Nor do the statements meet the third element - that the officials affirmatively told Defendants that their actions were permissible. Defendant argues that "there has never been a public pronouncement from the DEA or other law enforcement source indicating that the alleged analogues that are subject to the relevant indictment were anything other than legal, albeit dangerous to consume." Doc. 323 at 4. But this is at most an omission, not the affirmative statement necessary to establish entrapment by estoppel. "To succeed under [the entrapment] theory, defendant must do more than show that the government made vague or even contradictory statements." Ramirez-Valencia, 202 F.3d at 1109 (citing Raley v. Ohio, 360 U.S. 423, 438 (1959)) (internal quotation marks omitted). This is not a scenario where "state actors made affirmative, 'actively misleading' statements directly to the defendants" "that a specific, individually contemplated course of conduct was lawful." United States v. Washington, 887 F. Supp. 2d 1077, 1098 (D. Mont. 2012) (citing Raley, 360 U.S. at 438; Cox v. Louisiana, 379 U.S. 559, 571 (1965)). Defendant has presented only general statements by government officials regarding the Analogue Act; he has not pointed to evidence "show[ing] that the government affirmatively told him the proscribed conduct was permissible, and that he reasonably relied on the government's statement." Ramirez-Valencia, 202 F.3d at 1109 (citing Raley, 360 U.S. at 438). Additionally, "Defendant[] cite[s] no case law, and the Court finds none, in which a person justifiably relied on an official's comments to a third party. A direct, targeted statement to a discrete person or group of people appears to be required." Washington, 887 F. Supp. 2d at 1098 (citing Batterjee, 361 F.3d at 1214; Tallmadge, 829 F.2d at 770; Raley, 360 U.S. at 426-27; Cox, 379 U.S. at 571)).
Because the statements cited in Defendant's motion do not support dismissal based on entrapment by estoppel, the Court will deny the motion. Moreover, Defendants may not rely on these statements for such a defense at trial. See Schafer, 625 F.3d at 637 ("A district court may preclude evidence of a particular defense if the defendant fails to make a prima facie showing that he is eligible for the defense.").

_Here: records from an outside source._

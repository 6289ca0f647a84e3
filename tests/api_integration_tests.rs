//! Integration Tests for the Gateway
//!
//! Full request/response cycle through the router, over in-memory and SQLite
//! backends, plus one run over a real socket.

use std::sync::Arc;

use axum::{
    body::Body,
    http::{Request, StatusCode},
    Router,
};
use kv_cache::{
    api::create_router, AccessPolicy, AppState, CacheLayer, CacheOptions, Config, DurableStore,
    MemoryStore, SqliteStore,
};
use tower::ServiceExt;

const PASSWORD: &str = "test-password";

// == Helper Functions ==

async fn open_cache(durable: Arc<dyn DurableStore>) -> Arc<CacheLayer> {
    Arc::new(
        CacheLayer::open(durable, CacheOptions::default())
            .await
            .unwrap(),
    )
}

fn app_for(cache: Arc<CacheLayer>, config: &Config) -> Router {
    create_router(AppState::new(cache, AccessPolicy::from_config(config)))
}

async fn create_test_app() -> (Router, Arc<CacheLayer>) {
    let cache = open_cache(Arc::new(MemoryStore::new())).await;
    let config = Config::default().with_password(PASSWORD);
    (app_for(cache.clone(), &config), cache)
}

fn post(key: &str, password: Option<&str>, body: impl Into<Body>) -> Request<Body> {
    let mut builder = Request::builder()
        .method("POST")
        .uri(format!("/{key}"))
        .header("content-type", "application/json");
    if let Some(password) = password {
        builder = builder.header("authorization", password);
    }
    builder.body(body.into()).unwrap()
}

fn get(key: &str) -> Request<Body> {
    Request::builder()
        .uri(format!("/{key}"))
        .body(Body::empty())
        .unwrap()
}

async fn body_string(body: Body) -> String {
    let bytes = axum::body::to_bytes(body, usize::MAX).await.unwrap();
    String::from_utf8(bytes.to_vec()).unwrap()
}

// == GET ==

#[tokio::test]
async fn test_get_nonexistent_key() {
    let (app, _) = create_test_app().await;

    let response = app.oneshot(get("nonexistent")).await.unwrap();

    assert_eq!(response.status(), StatusCode::NOT_FOUND);
    assert_eq!(body_string(response.into_body()).await, "Key not found\n");
}

#[tokio::test]
async fn test_get_existing_key() {
    let (app, cache) = create_test_app().await;
    cache
        .set("test-key".to_string(), r#"{"message":"hello"}"#.into())
        .await
        .unwrap();

    let response = app.oneshot(get("test-key")).await.unwrap();

    assert_eq!(response.status(), StatusCode::OK);
    assert_eq!(response.headers()["content-type"], "application/json");
    assert_eq!(
        body_string(response.into_body()).await,
        r#"{"message":"hello"}"#
    );
}

#[tokio::test]
async fn test_get_root_requires_key() {
    let (app, _) = create_test_app().await;

    let response = app.oneshot(get("")).await.unwrap();

    assert_eq!(response.status(), StatusCode::BAD_REQUEST);
    assert_eq!(body_string(response.into_body()).await, "Key required\n");
}

// == POST ==

#[tokio::test]
async fn test_post_then_get_is_byte_identical() {
    let (app, _) = create_test_app().await;
    let raw = "{ \"b\": [1, 2 ,3],\n  \"a\": null }";

    let response = app
        .clone()
        .oneshot(post("doc.v1", Some(PASSWORD), raw))
        .await
        .unwrap();
    assert_eq!(response.status(), StatusCode::OK);
    assert_eq!(body_string(response.into_body()).await, "");

    let response = app.oneshot(get("doc.v1")).await.unwrap();
    assert_eq!(response.status(), StatusCode::OK);
    assert_eq!(body_string(response.into_body()).await, raw);
}

#[tokio::test]
async fn test_post_without_password() {
    let (app, cache) = create_test_app().await;

    let response = app
        .oneshot(post("test-key", None, r#"{"message":"hello"}"#))
        .await
        .unwrap();

    assert_eq!(response.status(), StatusCode::FORBIDDEN);
    assert_eq!(body_string(response.into_body()).await, "Unauthorized\n");
    assert!(cache.get("test-key").await.unwrap().is_none());
}

#[tokio::test]
async fn test_post_wrong_password() {
    let (app, cache) = create_test_app().await;

    let response = app
        .oneshot(post("test-key", Some("wrong-password"), r#"{"message":"hello"}"#))
        .await
        .unwrap();

    assert_eq!(response.status(), StatusCode::FORBIDDEN);
    assert!(cache.get("test-key").await.unwrap().is_none());
}

#[tokio::test]
async fn test_post_invalid_json() {
    let (app, cache) = create_test_app().await;

    let response = app
        .oneshot(post("test-key", Some(PASSWORD), "invalid json"))
        .await
        .unwrap();

    assert_eq!(response.status(), StatusCode::BAD_REQUEST);
    assert_eq!(body_string(response.into_body()).await, "Invalid JSON\n");
    assert!(cache.get("test-key").await.unwrap().is_none());
}

#[tokio::test]
async fn test_post_invalid_key() {
    let (app, _) = create_test_app().await;

    let too_long = "k".repeat(257);
    for key in ["a%20b", "nested/key", too_long.as_str()] {
        let response = app
            .clone()
            .oneshot(post(key, Some(PASSWORD), "{}"))
            .await
            .unwrap();
        assert_eq!(response.status(), StatusCode::BAD_REQUEST, "key {key}");
        assert_eq!(body_string(response.into_body()).await, "Invalid key format\n");
    }
}

#[tokio::test]
async fn test_percent_encoded_key_is_decoded() {
    let (app, _) = create_test_app().await;

    let response = app
        .clone()
        .oneshot(post("a%2Eb", Some(PASSWORD), r#"{"n":1}"#))
        .await
        .unwrap();
    assert_eq!(response.status(), StatusCode::OK);

    let response = app.oneshot(get("a.b")).await.unwrap();
    assert_eq!(response.status(), StatusCode::OK);
    assert_eq!(body_string(response.into_body()).await, r#"{"n":1}"#);
}

#[tokio::test]
async fn test_post_overwrites_value() {
    let (app, _) = create_test_app().await;

    for body in [r#"{"v":1}"#, r#"{"v":2}"#] {
        let response = app
            .clone()
            .oneshot(post("k", Some(PASSWORD), body))
            .await
            .unwrap();
        assert_eq!(response.status(), StatusCode::OK);
    }

    let response = app.oneshot(get("k")).await.unwrap();
    assert_eq!(body_string(response.into_body()).await, r#"{"v":2}"#);
}

#[tokio::test]
async fn test_body_size_boundary() {
    let cache = open_cache(Arc::new(MemoryStore::new())).await;
    let mut config = Config::default().with_password(PASSWORD);
    config.max_body_bytes = 64;
    let app = app_for(cache, &config);

    // A JSON string of exactly 64 bytes: 62 characters plus two quotes
    let exact = format!("\"{}\"", "x".repeat(62));
    assert_eq!(exact.len(), 64);
    let response = app
        .clone()
        .oneshot(post("k", Some(PASSWORD), exact))
        .await
        .unwrap();
    assert_eq!(response.status(), StatusCode::OK);

    let over = format!("\"{}\"", "x".repeat(63));
    let response = app
        .clone()
        .oneshot(post("k", Some(PASSWORD), over))
        .await
        .unwrap();
    assert_eq!(response.status(), StatusCode::PAYLOAD_TOO_LARGE);
    assert_eq!(
        body_string(response.into_body()).await,
        "Request body too large\n"
    );
}

#[tokio::test]
async fn test_default_limit_rejects_large_body() {
    let (app, _) = create_test_app().await;
    let huge = format!("\"{}\"", "x".repeat(1024 * 1024));

    let response = app
        .oneshot(post("k", Some(PASSWORD), huge))
        .await
        .unwrap();

    assert_eq!(response.status(), StatusCode::PAYLOAD_TOO_LARGE);
}

#[tokio::test]
async fn test_unsupported_method() {
    let (app, _) = create_test_app().await;

    let response = app
        .oneshot(
            Request::builder()
                .method("DELETE")
                .uri("/k")
                .body(Body::empty())
                .unwrap(),
        )
        .await
        .unwrap();

    assert_eq!(response.status(), StatusCode::METHOD_NOT_ALLOWED);
}

// == CORS ==

async fn options_with_origin(origin: &str) -> axum::response::Response {
    options_on("/test", origin).await
}

async fn options_on(uri: &str, origin: &str) -> axum::response::Response {
    let (app, _) = create_test_app().await;
    app.oneshot(
        Request::builder()
            .method("OPTIONS")
            .uri(uri)
            .header("origin", origin)
            .body(Body::empty())
            .unwrap(),
    )
    .await
    .unwrap()
}

#[tokio::test]
async fn test_cors_allowed_origin() {
    let response = options_with_origin("https://a.noxchat.in").await;

    assert_eq!(response.status(), StatusCode::OK);
    let headers = response.headers();
    assert_eq!(headers["access-control-allow-origin"], "https://a.noxchat.in");
    assert_eq!(headers["access-control-allow-methods"], "GET, POST, OPTIONS");
    assert_eq!(
        headers["access-control-allow-headers"],
        "Authorization, Content-Type"
    );
    assert_eq!(body_string(response.into_body()).await, "");
}

#[tokio::test]
async fn test_cors_disallowed_origin() {
    let response = options_with_origin("https://evil.com").await;

    assert_eq!(response.status(), StatusCode::OK);
    assert!(response.headers().get("access-control-allow-origin").is_none());
    assert!(response.headers().get("access-control-allow-methods").is_none());
}

#[tokio::test]
async fn test_cors_preflight_on_ui() {
    let response = options_on("/ui", "https://a.noxchat.in").await;

    assert_eq!(response.status(), StatusCode::OK);
    let headers = response.headers();
    assert_eq!(headers["access-control-allow-origin"], "https://a.noxchat.in");
    assert_eq!(headers["access-control-allow-methods"], "GET, POST, OPTIONS");
    assert_eq!(body_string(response.into_body()).await, "");
}

#[tokio::test]
async fn test_preflight_needs_no_key() {
    let (app, _) = create_test_app().await;

    let response = app
        .oneshot(
            Request::builder()
                .method("OPTIONS")
                .uri("/")
                .body(Body::empty())
                .unwrap(),
        )
        .await
        .unwrap();

    assert_eq!(response.status(), StatusCode::OK);
}

// == SQLite Backend ==

#[tokio::test]
async fn test_sqlite_cold_start_serves_preloaded_records() {
    let dir = tempfile::tempdir().unwrap();
    let path = dir.path().join("data.db");
    let config = Config::default().with_password(PASSWORD);

    // First process lifetime: write through the API, then flush on shutdown
    {
        let cache = open_cache(Arc::new(SqliteStore::open(&path).unwrap())).await;
        let app = app_for(cache.clone(), &config);
        let response = app
            .oneshot(post("persisted", Some(PASSWORD), r#"{"n":1}"#))
            .await
            .unwrap();
        assert_eq!(response.status(), StatusCode::OK);
        cache.shutdown().await;
    }

    // Second lifetime: the record is preloaded before any request
    let cache = open_cache(Arc::new(SqliteStore::open(&path).unwrap())).await;
    assert_eq!(cache.stats().await.total_entries, 1);

    let app = app_for(cache.clone(), &config);
    let response = app.oneshot(get("persisted")).await.unwrap();
    assert_eq!(response.status(), StatusCode::OK);
    assert_eq!(body_string(response.into_body()).await, r#"{"n":1}"#);

    let stats = cache.stats().await;
    assert_eq!(stats.hits, 1);
    assert_eq!(stats.misses, 0);
}

#[tokio::test]
async fn test_sqlite_cold_start_accepts_text_rows() {
    let dir = tempfile::tempdir().unwrap();
    let path = dir.path().join("data.db");
    SqliteStore::open(&path).unwrap();

    // Rows written by the sqlite3 shell or a string-binding driver are TEXT
    let conn = r2d2_sqlite::rusqlite::Connection::open(&path).unwrap();
    conn.execute(
        "INSERT INTO data (key, value) VALUES ('seeded', '{\"a\": 1}')",
        [],
    )
    .unwrap();
    drop(conn);

    let cache = open_cache(Arc::new(SqliteStore::open(&path).unwrap())).await;
    let app = app_for(cache, &Config::default().with_password(PASSWORD));

    let response = app.oneshot(get("seeded")).await.unwrap();
    assert_eq!(response.status(), StatusCode::OK);
    assert_eq!(body_string(response.into_body()).await, r#"{"a": 1}"#);
}

// == Real Socket ==

#[tokio::test]
async fn test_end_to_end_over_http() {
    let (app, cache) = create_test_app().await;
    let listener = tokio::net::TcpListener::bind("127.0.0.1:0").await.unwrap();
    let addr = listener.local_addr().unwrap();
    let server = tokio::spawn(async move {
        axum::serve(listener, app).await.unwrap();
    });

    let client = reqwest::Client::new();
    let base = format!("http://{addr}");

    let response = client
        .post(format!("{base}/e2e"))
        .header("Authorization", PASSWORD)
        .json(&serde_json::json!({"message": "hello"}))
        .send()
        .await
        .unwrap();
    assert_eq!(response.status(), reqwest::StatusCode::OK);

    let response = client.get(format!("{base}/e2e")).send().await.unwrap();
    assert_eq!(response.status(), reqwest::StatusCode::OK);
    let json: serde_json::Value = response.json().await.unwrap();
    assert_eq!(json["message"], "hello");

    let response = client.get(format!("{base}/missing")).send().await.unwrap();
    assert_eq!(response.status(), reqwest::StatusCode::NOT_FOUND);

    server.abort();
    cache.shutdown().await;
}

Defendants Freeman and Strunk filed a reply brief (Doc. 353) to Defendant Lane's motion. The motion states that "Defendants have, for the sake of efficiency, 'piggy backed' on each others' motions[.]" Doc. 353 at 3. In its response brief, the government argued that Defendant Lane was aware of the Analog Act and its consequences (Doc. 351 at 7-8) based on a letter to Defendant Lane (Doc. 351-1) and other email correspondence (Doc. 351-2). Defendants Freeman and Strunk now argue that there is no evidence showing that they shared Defendant Lane's knowledge about the Analog Act, and they submit that the DEA has not made statements sufficient to put them "'on notice' that their activities were 'illegal.'" Doc. 353 at 3-4. Thus, they argue that they should not be precluded from asserting the entrapment by estoppel defense at trial even if Defendant Lane's motion is denied. Id. at 4. But Defendants Freeman and Strunk have not made a prima facie showing that they are eligible for the defense. Accordingly, Defendants Freeman and Strunk are also precluded from asserting the defense at trial.
IT IS ORDERED that the government's motion in limine to preclude certain defenses (Doc. 106) is granted and Defendants' motions to dismiss (301, 303, 323) are denied.
Excludable delay pursuant to U.S.C. § 18:3161(h)(1)(D) is found to run from 1/30/2013.